[Source records — start]

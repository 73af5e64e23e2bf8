//! Dump command implementation.

use super::parse_doc;
use serde::Serialize;
use std::path::Path;
use stepsync_protocol::DocId;
use stepsync_store::{FileStepStore, StepStore};

/// One committed step for output.
#[derive(Debug, Serialize)]
pub struct StepInfo {
    /// Version at which the step was committed (1-based).
    pub version: u64,
    /// Session that produced the step.
    pub origin: String,
    /// Opaque step payload.
    pub step: serde_json::Value,
}

/// A document log for output.
#[derive(Debug, Serialize)]
#[serde(rename_all = "camelCase")]
pub struct DocumentDump {
    /// Document id.
    pub doc: String,
    /// Current document version.
    pub version: u64,
    /// Steps after the requested version.
    pub steps: Vec<StepInfo>,
}

/// Summary line for the document listing.
#[derive(Debug, Serialize)]
pub struct DocumentSummary {
    /// Document id.
    pub doc: String,
    /// Current document version.
    pub version: u64,
}

/// Runs the dump command.
pub fn run(
    path: &Path,
    doc: Option<&str>,
    since: u64,
    format: &str,
) -> Result<(), Box<dyn std::error::Error>> {
    if !path.exists() {
        return Err(format!("No step store found at {:?}", path).into());
    }
    let store = FileStepStore::open(path)?;

    let Some(doc) = doc else {
        let summaries = list_documents(&store)?;
        match format {
            "json" => println!("{}", serde_json::to_string_pretty(&summaries)?),
            _ => {
                println!("Documents: {}", summaries.len());
                for summary in &summaries {
                    println!("  {:<32} v{}", summary.doc, summary.version);
                }
            }
        }
        return Ok(());
    };

    let dump = dump_document(&store, &parse_doc(doc)?, since)?;
    match format {
        "json" => println!("{}", serde_json::to_string_pretty(&dump)?),
        _ => print_text_output(&dump),
    }
    Ok(())
}

/// Lists every document with a log in the store.
pub fn list_documents(
    store: &FileStepStore,
) -> Result<Vec<DocumentSummary>, Box<dyn std::error::Error>> {
    let mut summaries = Vec::new();
    for doc in store.documents()? {
        summaries.push(DocumentSummary {
            version: store.version(&doc)?,
            doc: doc.to_string(),
        });
    }
    Ok(summaries)
}

/// Reads a document's log from `since` onwards.
pub fn dump_document(
    store: &dyn StepStore,
    doc: &DocId,
    since: u64,
) -> Result<DocumentDump, Box<dyn std::error::Error>> {
    let log = store.read(doc, since)?;
    let steps = log
        .steps
        .into_iter()
        .zip(log.origin_ids)
        .zip(since + 1..)
        .map(|((step, origin), version)| StepInfo {
            version,
            origin: origin.to_string(),
            step: step.into_payload(),
        })
        .collect();

    Ok(DocumentDump {
        doc: doc.to_string(),
        version: log.version,
        steps,
    })
}

fn print_text_output(dump: &DocumentDump) {
    println!("Document: {}", dump.doc);
    println!("Version:  {}", dump.version);
    println!();

    if dump.steps.is_empty() {
        println!("(no steps)");
        return;
    }

    println!("{:>8}  {:<36}  STEP", "VERSION", "ORIGIN");
    for info in &dump.steps {
        println!("{:>8}  {:<36}  {}", info.version, info.origin, info.step);
    }
}
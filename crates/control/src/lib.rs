//! Closed-loop wheel control for the omni chassis.
//!
//! - [`pid`] — generic discrete PID core
//! - [`kinematics`] — wheel-space ↔ body-space transforms
//! - [`duty`] — per-wheel rate-to-duty inner loop
//! - [`wheel`] — three-wheel controller with shape-preserving saturation

use thiserror::Error;

pub mod duty;
pub mod kinematics;
pub mod pid;
pub mod wheel;

pub use duty::DutyController;
pub use kinematics::{WheelVector, WheelVectorInv, wheel_speed, wheel_vector, wheel_vectors_inv};
pub use pid::Pid;
pub use wheel::{MotorWheel, WheelController};

/// Construction-time configuration failures. None of these are recoverable
/// at runtime; a controller that fails to construct starts no tasks.
#[derive(Error, Debug)]
pub enum ConfigError {
    #[error("wheel radius must be positive, got {0}")]
    InvalidWheelRadius(f64),
    #[error("control frequency must be positive, got {0}")]
    InvalidFrequency(f64),
    #[error("need at least 3 measuring wheels, got {0}")]
    TooFewWheels(usize),
    #[error("wheel matrix is singular; check wheel placements")]
    SingularWheelMatrix,
}
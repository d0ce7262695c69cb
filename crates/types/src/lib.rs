//! Shared types and chassis geometry for the omni platform.

use serde::{Deserialize, Serialize};
use std::f64::consts::PI;
use std::ops::{Add, Mul, Sub};

/// 2D pose in the field frame (meters, radians).
///
/// `theta` is not wrapped: continuous rotation accumulates past ±π so that
/// multi-turn motion stays observable. Use [`wrap_angle`] at the point where
/// a bounded angle is actually wanted.
#[derive(Debug, Clone, Copy, Default, PartialEq, Serialize, Deserialize)]
pub struct Pose {
    /// X position in meters
    pub x: f64,
    /// Y position in meters
    pub y: f64,
    /// Heading in radians (positive = counter-clockwise)
    pub theta: f64,
}

impl Pose {
    pub const fn new(x: f64, y: f64, theta: f64) -> Self {
        Self { x, y, theta }
    }

    pub fn as_array(&self) -> [f64; 3] {
        [self.x, self.y, self.theta]
    }

    pub fn from_array(arr: [f64; 3]) -> Self {
        Self {
            x: arr[0],
            y: arr[1],
            theta: arr[2],
        }
    }

    /// True if any component is NaN.
    pub fn is_nan(&self) -> bool {
        self.x.is_nan() || self.y.is_nan() || self.theta.is_nan()
    }
}

impl Add for Pose {
    type Output = Pose;
    fn add(self, rhs: Pose) -> Pose {
        Pose::new(self.x + rhs.x, self.y + rhs.y, self.theta + rhs.theta)
    }
}

impl Sub for Pose {
    type Output = Pose;
    fn sub(self, rhs: Pose) -> Pose {
        Pose::new(self.x - rhs.x, self.y - rhs.y, self.theta - rhs.theta)
    }
}

impl Mul<f64> for Pose {
    type Output = Pose;
    fn mul(self, rhs: f64) -> Pose {
        Pose::new(self.x * rhs, self.y * rhs, self.theta * rhs)
    }
}

/// Body-frame velocity command: linear (m/s) and angular (rad/s).
#[derive(Debug, Clone, Copy, Default, PartialEq, Serialize, Deserialize)]
pub struct Twist {
    /// Linear velocity along body X in m/s
    pub vx: f64,
    /// Linear velocity along body Y in m/s
    pub vy: f64,
    /// Angular velocity in rad/s (positive = counter-clockwise)
    pub omega: f64,
}

impl Twist {
    pub const fn new(vx: f64, vy: f64, omega: f64) -> Self {
        Self { vx, vy, omega }
    }
}

/// Placement of one wheel on the chassis.
///
/// The heading is the roll direction: the direction in which positive wheel
/// rotation drives the contact point.
#[derive(Debug, Clone, Copy, PartialEq, Serialize, Deserialize)]
pub struct WheelPose {
    /// Contact point X in the body frame (meters)
    pub x: f64,
    /// Contact point Y in the body frame (meters)
    pub y: f64,
    /// Roll direction in radians
    pub heading: f64,
    /// Wheel radius in meters
    pub radius: f64,
}

impl WheelPose {
    pub const fn new(x: f64, y: f64, heading: f64, radius: f64) -> Self {
        Self {
            x,
            y,
            heading,
            radius,
        }
    }
}

/// Discrete PID gains with the control rate they were tuned at.
///
/// The frequency scales the integral and derivative terms so the gains keep
/// their meaning when the loop rate changes.
#[derive(Debug, Clone, Copy, PartialEq, Serialize, Deserialize)]
pub struct PidGain {
    pub kp: f64,
    pub ki: f64,
    pub kd: f64,
    /// Control rate in Hz
    pub frequency: f64,
}

impl PidGain {
    pub const fn new(kp: f64, ki: f64, kd: f64, frequency: f64) -> Self {
        Self {
            kp,
            ki,
            kd,
            frequency,
        }
    }
}

/// Duty ratios commanded to the three drive motors, each in [-1, 1].
#[derive(Debug, Clone, Copy, Default, PartialEq, Serialize, Deserialize)]
pub struct WheelDuties {
    pub front: f64,
    pub rear_left: f64,
    pub rear_right: f64,
}

impl WheelDuties {
    pub fn as_array(&self) -> [f64; 3] {
        [self.front, self.rear_left, self.rear_right]
    }

    pub fn from_array(arr: [f64; 3]) -> Self {
        Self {
            front: arr[0],
            rear_left: arr[1],
            rear_right: arr[2],
        }
    }
}

/// Wrap an angle into (-π, π].
pub fn wrap_angle(angle: f64) -> f64 {
    let mut a = angle;
    while a > PI {
        a -= 2.0 * PI;
    }
    while a <= -PI {
        a += 2.0 * PI;
    }
    a
}

/// Default chassis geometry: three tangential drive omnis at 120° spacing
/// plus two free-rolling measuring wheels on the body axes.
pub mod layout {
    use super::WheelPose;
    use std::f64::consts::PI;

    /// Distance from the chassis center to each drive wheel contact (meters).
    pub const TREAD_RADIUS: f64 = 0.210;
    /// Drive and measuring wheel radius (meters).
    pub const WHEEL_RADIUS: f64 = 0.030;

    const SQRT3_HALF: f64 = 0.866_025_403_784_438_6;

    /// Front wheel: on the +Y axis, rolling along +X.
    pub const fn front() -> WheelPose {
        WheelPose::new(0.0, TREAD_RADIUS, 0.0, WHEEL_RADIUS)
    }

    /// Rear-left wheel: 120° around from the front, roll direction rotated
    /// to stay tangential.
    pub const fn rear_left() -> WheelPose {
        WheelPose::new(
            -SQRT3_HALF * TREAD_RADIUS,
            -TREAD_RADIUS / 2.0,
            2.0 * PI / 3.0,
            WHEEL_RADIUS,
        )
    }

    /// Rear-right wheel: 240° around from the front.
    pub const fn rear_right() -> WheelPose {
        WheelPose::new(
            SQRT3_HALF * TREAD_RADIUS,
            -TREAD_RADIUS / 2.0,
            4.0 * PI / 3.0,
            WHEEL_RADIUS,
        )
    }

    /// Free-rolling measuring wheel on the body X axis.
    pub const fn measuring_x() -> WheelPose {
        WheelPose::new(0.0, 0.0, 0.0, WHEEL_RADIUS)
    }

    /// Free-rolling measuring wheel on the body Y axis.
    pub const fn measuring_y() -> WheelPose {
        WheelPose::new(0.0, 0.0, PI / 2.0, WHEEL_RADIUS)
    }

    /// The three drive wheels in controller order (front, rear-left,
    /// rear-right).
    pub fn drive_wheels() -> [WheelPose; 3] {
        drive_wheels_with(TREAD_RADIUS, WHEEL_RADIUS)
    }

    /// All five encoder-bearing wheels in odometry order: the drive wheels
    /// followed by the two measuring wheels.
    pub fn measuring_wheels() -> [WheelPose; 5] {
        measuring_wheels_with(TREAD_RADIUS, WHEEL_RADIUS)
    }

    /// Drive wheel set for a non-default chassis size: same 120° tangential
    /// arrangement, scaled to the given tread and wheel radii.
    pub fn drive_wheels_with(tread_radius: f64, wheel_radius: f64) -> [WheelPose; 3] {
        [
            WheelPose::new(0.0, tread_radius, 0.0, wheel_radius),
            WheelPose::new(
                -SQRT3_HALF * tread_radius,
                -tread_radius / 2.0,
                2.0 * PI / 3.0,
                wheel_radius,
            ),
            WheelPose::new(
                SQRT3_HALF * tread_radius,
                -tread_radius / 2.0,
                4.0 * PI / 3.0,
                wheel_radius,
            ),
        ]
    }

    /// Measuring wheel set for a non-default chassis size.
    pub fn measuring_wheels_with(tread_radius: f64, wheel_radius: f64) -> [WheelPose; 5] {
        let [front, rear_left, rear_right] = drive_wheels_with(tread_radius, wheel_radius);
        [
            front,
            rear_left,
            rear_right,
            WheelPose::new(0.0, 0.0, 0.0, wheel_radius),
            WheelPose::new(0.0, 0.0, PI / 2.0, wheel_radius),
        ]
    }
}

#[cfg(test)]
mod tests {
    use super::*;

    #[test]
    fn test_pose_sub_is_componentwise() {
        let a = Pose::new(3.0, -1.0, 0.5);
        let b = Pose::new(1.0, 1.0, 2.0);
        let d = a - b;
        assert_eq!(d, Pose::new(2.0, -2.0, -1.5));
    }

    #[test]
    fn test_theta_not_wrapped_by_ops() {
        let a = Pose::new(0.0, 0.0, 3.0 * PI);
        let b = Pose::new(0.0, 0.0, -3.0 * PI);
        assert_eq!((a - b).theta, 6.0 * PI);
    }

    #[test]
    fn test_wrap_angle_range() {
        assert!((wrap_angle(3.0 * PI) - PI).abs() < 1e-12);
        assert!((wrap_angle(-3.0 * PI) - PI).abs() < 1e-12);
        assert!((wrap_angle(0.5) - 0.5).abs() < 1e-12);
        // 270° of error wraps to -90°
        assert!((wrap_angle(1.5 * PI) + 0.5 * PI).abs() < 1e-12);
    }

    #[test]
    fn test_default_layout_is_tangential() {
        // Roll directions of the drive wheels are perpendicular to their
        // radius vectors, so the chassis can spin in place.
        for wheel in layout::drive_wheels() {
            let radial = (wheel.x.powi(2) + wheel.y.powi(2)).sqrt();
            assert!((radial - layout::TREAD_RADIUS).abs() < 1e-12);
            let dot = wheel.x * wheel.heading.cos() + wheel.y * wheel.heading.sin();
            assert!(dot.abs() < 1e-9, "roll direction not tangential: {dot}");
        }
    }
}
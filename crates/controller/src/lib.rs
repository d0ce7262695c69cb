//! Top-level pose controller.
//!
//! Owns the odometry and the wheel controller and runs the two periodic
//! loops: a fast odometry tick and a control tick at the pose gain's
//! declared rate. Started from within a tokio runtime.

use control::WheelController;
use localization::Odometry;
use std::sync::{Arc, Mutex};
use std::time::Duration;
use tokio::task::JoinHandle;
use tracing::{debug, info};
use types::{Pose, WheelDuties, wrap_angle};

/// Default odometry integration period.
pub const DEFAULT_ODOMETRY_PERIOD: Duration = Duration::from_millis(5);

/// Task configuration for [`PoseController`].
#[derive(Debug, Clone)]
pub struct PoseControllerConfig {
    /// Odometry integration period
    pub odometry_period: Duration,
    /// Wrap the heading error into (-π, π] before the pose PID. Off by
    /// default: a target many turns away then unwinds the long way, which
    /// is what an accumulated multi-turn heading asks for.
    pub wrap_heading_error: bool,
}

impl Default for PoseControllerConfig {
    fn default() -> Self {
        Self {
            odometry_period: DEFAULT_ODOMETRY_PERIOD,
            wrap_heading_error: false,
        }
    }
}

/// Drives the estimated pose toward the commanded target.
///
/// The control task snapshots the target and the pose under their own
/// locks, never holding either while the wheel controller runs its tick.
/// A control tick may therefore act on a pose up to one odometry period
/// old; keeping the two loops independent keeps odometry jitter out of the
/// control cadence.
pub struct PoseController {
    odometry: Arc<dyn Odometry>,
    wheel_controller: Arc<Mutex<WheelController>>,
    target: Arc<Mutex<Pose>>,
    odometry_task: JoinHandle<()>,
    control_task: JoinHandle<()>,
}

impl PoseController {
    /// Starts the odometry and control tasks immediately. Must be called
    /// from within a tokio runtime.
    pub fn start(
        odometry: Box<dyn Odometry>,
        wheel_controller: WheelController,
        config: PoseControllerConfig,
    ) -> Self {
        let control_period = Duration::from_secs_f64(1.0 / wheel_controller.frequency());

        let odometry: Arc<dyn Odometry> = Arc::from(odometry);
        let wheel_controller = Arc::new(Mutex::new(wheel_controller));
        let target = Arc::new(Mutex::new(Pose::default()));

        info!(
            odometry_period_ms = config.odometry_period.as_millis() as u64,
            control_period_ms = control_period.as_millis() as u64,
            "starting pose controller tasks"
        );

        let odometry_task = tokio::spawn({
            let odometry = Arc::clone(&odometry);
            let period = config.odometry_period;
            async move {
                let mut interval = tokio::time::interval(period);
                loop {
                    interval.tick().await;
                    odometry.update();
                }
            }
        });

        let control_task = tokio::spawn({
            let odometry = Arc::clone(&odometry);
            let wheel_controller = Arc::clone(&wheel_controller);
            let target = Arc::clone(&target);
            let wrap = config.wrap_heading_error;
            async move {
                let mut interval = tokio::time::interval(control_period);
                loop {
                    interval.tick().await;

                    let target = *target.lock().unwrap();
                    let pose = odometry.pose();
                    let mut error = target - pose;
                    if wrap {
                        error.theta = wrap_angle(error.theta);
                    }

                    wheel_controller.lock().unwrap().update_motors(error);
                }
            }
        });

        Self {
            odometry,
            wheel_controller,
            target,
            odometry_task,
            control_task,
        }
    }

    /// Overwrite the target pose. Takes effect on the next control tick.
    pub fn set_target(&self, pose: Pose) {
        debug!(x = pose.x, y = pose.y, theta = pose.theta, "new target");
        *self.target.lock().unwrap() = pose;
    }

    pub fn target(&self) -> Pose {
        *self.target.lock().unwrap()
    }

    /// Override the current pose estimate (initial calibration).
    pub fn set_pose(&self, pose: Pose) {
        self.odometry.set_pose(pose);
    }

    /// Latest pose estimate.
    pub fn pose(&self) -> Pose {
        self.odometry.pose()
    }

    /// Last committed motor duties.
    pub fn duties(&self) -> WheelDuties {
        self.wheel_controller.lock().unwrap().duties()
    }

    /// Stops both tasks and leaves the motors at zero duty.
    pub fn stop(&self) {
        self.odometry_task.abort();
        self.control_task.abort();
        self.wheel_controller.lock().unwrap().zero_outputs();
        info!("pose controller stopped");
    }
}

impl Drop for PoseController {
    fn drop(&mut self) {
        self.odometry_task.abort();
        self.control_task.abort();
        // A dropped controller must not leave the motors powered.
        if let Ok(mut wc) = self.wheel_controller.lock() {
            wc.zero_outputs();
        }
    }
}
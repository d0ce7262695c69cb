//! Forward simulation of the three-omni chassis.

use control::kinematics::{WheelVector, WheelVectorInv, wheel_speed, wheel_vector,
    wheel_vectors_inv};
use control::ConfigError;
use types::{Pose, Twist, WheelPose};

/// Kinematic chassis model: duties in, exact pose and wheel rotations out.
///
/// The motor model is a direct map from duty to wheel rate (`max_rps` at
/// full rail, no dynamics). The three drive-wheel rates are folded into a
/// body twist through the drive-matrix inverse; the twist is held constant
/// over each step and integrated in closed form, so the simulated pose
/// carries no integration error of its own.
pub struct OmniPhysics {
    drive_vectors: [WheelVector; 3],
    drive_inv: Vec<WheelVectorInv>,
    measuring_vectors: Vec<WheelVector>,
    pose: Pose,
    twist: Twist,
    /// Wheel rate at |duty| = 1, in rotations/second.
    max_rps: f64,
}

impl OmniPhysics {
    pub fn new(
        drive_wheels: [WheelPose; 3],
        measuring_wheels: Vec<WheelPose>,
        max_rps: f64,
    ) -> Result<Self, ConfigError> {
        let drive_inv = wheel_vectors_inv(&drive_wheels)?;
        for wheel in &measuring_wheels {
            if !(wheel.radius > 0.0) || !wheel.radius.is_finite() {
                return Err(ConfigError::InvalidWheelRadius(wheel.radius));
            }
        }
        Ok(Self {
            drive_vectors: [
                wheel_vector(&drive_wheels[0]),
                wheel_vector(&drive_wheels[1]),
                wheel_vector(&drive_wheels[2]),
            ],
            drive_inv,
            measuring_vectors: measuring_wheels.iter().map(wheel_vector).collect(),
            pose: Pose::default(),
            twist: Twist::default(),
            max_rps,
        })
    }

    /// Advance one step of `dt` seconds under the given drive duties.
    ///
    /// Returns the rotation increment of every measuring wheel over the
    /// step; with a constant twist the wheel rates are constant, so these
    /// are exact.
    pub fn step(&mut self, duties: [f64; 3], dt: f64) -> Vec<f64> {
        let rates = duties.map(|d| d.clamp(-1.0, 1.0) * self.max_rps);

        // Wheel rates back to the body twist they produce.
        self.twist = Twist::new(
            rates.iter().zip(&self.drive_inv).map(|(r, i)| r * i.x).sum(),
            rates.iter().zip(&self.drive_inv).map(|(r, i)| r * i.y).sum(),
            rates
                .iter()
                .zip(&self.drive_inv)
                .map(|(r, i)| r * i.theta)
                .sum(),
        );

        let rotations = self
            .measuring_vectors
            .iter()
            .map(|v| wheel_speed(v, &self.twist) * dt)
            .collect();

        self.integrate(dt);

        rotations
    }

    /// Closed-form pose update for a twist held constant over `dt`.
    fn integrate(&mut self, dt: f64) {
        let Twist { vx, vy, omega } = self.twist;
        let theta = self.pose.theta;

        let (db_x, db_y) = if omega.abs() < 1e-9 {
            (vx * dt, vy * dt)
        } else {
            // Body-frame chord of the arc swept at constant (vx, vy, omega)
            let dtheta = omega * dt;
            (
                (vx * dtheta.sin() + vy * (dtheta.cos() - 1.0)) / omega,
                (vx * (1.0 - dtheta.cos()) + vy * dtheta.sin()) / omega,
            )
        };

        let (sin, cos) = theta.sin_cos();
        self.pose.x += db_x * cos - db_y * sin;
        self.pose.y += db_x * sin + db_y * cos;
        self.pose.theta += self.twist.omega * dt;
    }

    /// Ground-truth pose.
    pub fn pose(&self) -> Pose {
        self.pose
    }

    /// Drive-wheel forward vectors, in controller order.
    pub fn drive_vectors(&self) -> &[WheelVector; 3] {
        &self.drive_vectors
    }
}
//! Wheel odometry and pose estimation for the omni platform.
//!
//! Provides:
//! - [`WheelOdometry`] — dead reckoning from the measuring-wheel encoders
//! - [`ImuWheelOdometry`] — the same translation integration with heading
//!   taken from an IMU

use control::ConfigError;
use hal::ImuError;
use thiserror::Error;
use types::Pose;

mod fused;
mod odometry;

pub use fused::ImuWheelOdometry;
pub use odometry::{MeasuringWheel, WheelOdometry};

/// Pose source the controller drives against.
///
/// Implementations own their integrator state for their whole lifetime and
/// take `&self` everywhere, so one instance can be shared between the
/// odometry task and readers.
pub trait Odometry: Send + Sync {
    /// Consistent snapshot of the current field-frame pose.
    fn pose(&self) -> Pose;

    /// Override the pose (initial calibration). Encoder baselines are not
    /// touched: the next update integrates from the same count deltas.
    fn set_pose(&self, pose: Pose);

    /// Integrate the encoder motion accumulated since the previous update.
    fn update(&self);
}

#[derive(Error, Debug)]
pub enum OdometryInitError {
    #[error(transparent)]
    Config(#[from] ConfigError),
    #[error("IMU unavailable at startup: {0}")]
    Imu(#[from] ImuError),
}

[Source records — finish]

Would you tally the lines above holding "runtime" and reply with the total alone?

3